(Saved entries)
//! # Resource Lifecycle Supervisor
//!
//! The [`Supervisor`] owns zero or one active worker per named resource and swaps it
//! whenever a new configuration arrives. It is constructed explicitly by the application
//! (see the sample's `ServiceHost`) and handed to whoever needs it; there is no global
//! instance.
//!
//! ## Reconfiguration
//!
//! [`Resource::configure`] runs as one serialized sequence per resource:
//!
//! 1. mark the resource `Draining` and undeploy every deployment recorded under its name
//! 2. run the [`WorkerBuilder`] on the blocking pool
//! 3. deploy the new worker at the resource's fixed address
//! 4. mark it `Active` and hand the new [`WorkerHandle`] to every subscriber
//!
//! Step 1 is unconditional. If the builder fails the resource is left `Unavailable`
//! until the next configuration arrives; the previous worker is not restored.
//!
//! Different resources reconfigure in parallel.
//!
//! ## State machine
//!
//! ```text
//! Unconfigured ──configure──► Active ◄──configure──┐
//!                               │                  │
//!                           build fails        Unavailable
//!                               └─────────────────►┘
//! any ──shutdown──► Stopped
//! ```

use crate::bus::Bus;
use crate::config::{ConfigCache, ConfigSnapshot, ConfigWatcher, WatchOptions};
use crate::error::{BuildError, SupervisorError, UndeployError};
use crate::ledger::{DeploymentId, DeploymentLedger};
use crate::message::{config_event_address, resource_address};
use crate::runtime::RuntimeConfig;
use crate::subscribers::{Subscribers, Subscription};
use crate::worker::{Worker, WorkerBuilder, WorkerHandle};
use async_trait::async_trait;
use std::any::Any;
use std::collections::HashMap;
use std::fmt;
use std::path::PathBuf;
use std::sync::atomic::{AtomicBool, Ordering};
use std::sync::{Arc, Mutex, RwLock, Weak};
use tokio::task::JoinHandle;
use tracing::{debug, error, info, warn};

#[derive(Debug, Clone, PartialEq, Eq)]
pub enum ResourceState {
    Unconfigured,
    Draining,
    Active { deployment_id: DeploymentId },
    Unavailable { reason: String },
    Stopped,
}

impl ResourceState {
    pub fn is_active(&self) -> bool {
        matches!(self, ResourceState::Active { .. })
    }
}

◆ Work task ◆
Write out each entry exactly, and omit nothing.

◆ Result for this exercise ◆
//! # Resource Lifecycle Supervisor
//!
//! The [`Supervisor`] owns zero or one active worker per named resource and swaps it
//! whenever a new configuration arrives. It is constructed explicitly by the application
//! (see the sample's `ServiceHost`) and handed to whoever needs it; there is no global
//! instance.
//!
//! ## Reconfiguration
//!
//! [`Resource::configure`] runs as one serialized sequence per resource:
//!
//! 1. mark the resource `Draining` and undeploy every deployment recorded under its name
//! 2. run the [`WorkerBuilder`] on the blocking pool
//! 3. deploy the new worker at the resource's fixed address
//! 4. mark it `Active` and hand the new [`WorkerHandle`] to every subscriber
//!
//! Step 1 is unconditional. If the builder fails the resource is left `Unavailable`
//! until the next configuration arrives; the previous worker is not restored.
//!
//! Different resources reconfigure in parallel.
//!
//! ## State machine
//!
//! ```text
//! Unconfigured ──configure──► Active ◄──configure──┐
//!                               │                  │
//!                           build fails        Unavailable
//!                               └─────────────────►┘
//! any ──shutdown──► Stopped
//! ```

use crate::bus::Bus;
use crate::config::{ConfigCache, ConfigSnapshot, ConfigWatcher, WatchOptions};
use crate::error::{BuildError, SupervisorError, UndeployError};
use crate::ledger::{DeploymentId, DeploymentLedger};
use crate::message::{config_event_address, resource_address};
use crate::runtime::RuntimeConfig;
use crate::subscribers::{Subscribers, Subscription};
use crate::worker::{Worker, WorkerBuilder, WorkerHandle};
use async_trait::async_trait;
use std::any::Any;
use std::collections::HashMap;
use std::fmt;
use std::path::PathBuf;
use std::sync::atomic::{AtomicBool, Ordering};
use std::sync::{Arc, Mutex, RwLock, Weak};
use tokio::task::JoinHandle;
use tracing::{debug, error, info, warn};

#[derive(Debug, Clone, PartialEq, Eq)]
pub enum ResourceState {
    Unconfigured,
    Draining,
    Active { deployment_id: DeploymentId },
    Unavailable { reason: String },
    Stopped,
}

impl ResourceState {
    pub fn is_active(&self) -> bool {
        matches!(self, ResourceState::Active { .. })
    }
}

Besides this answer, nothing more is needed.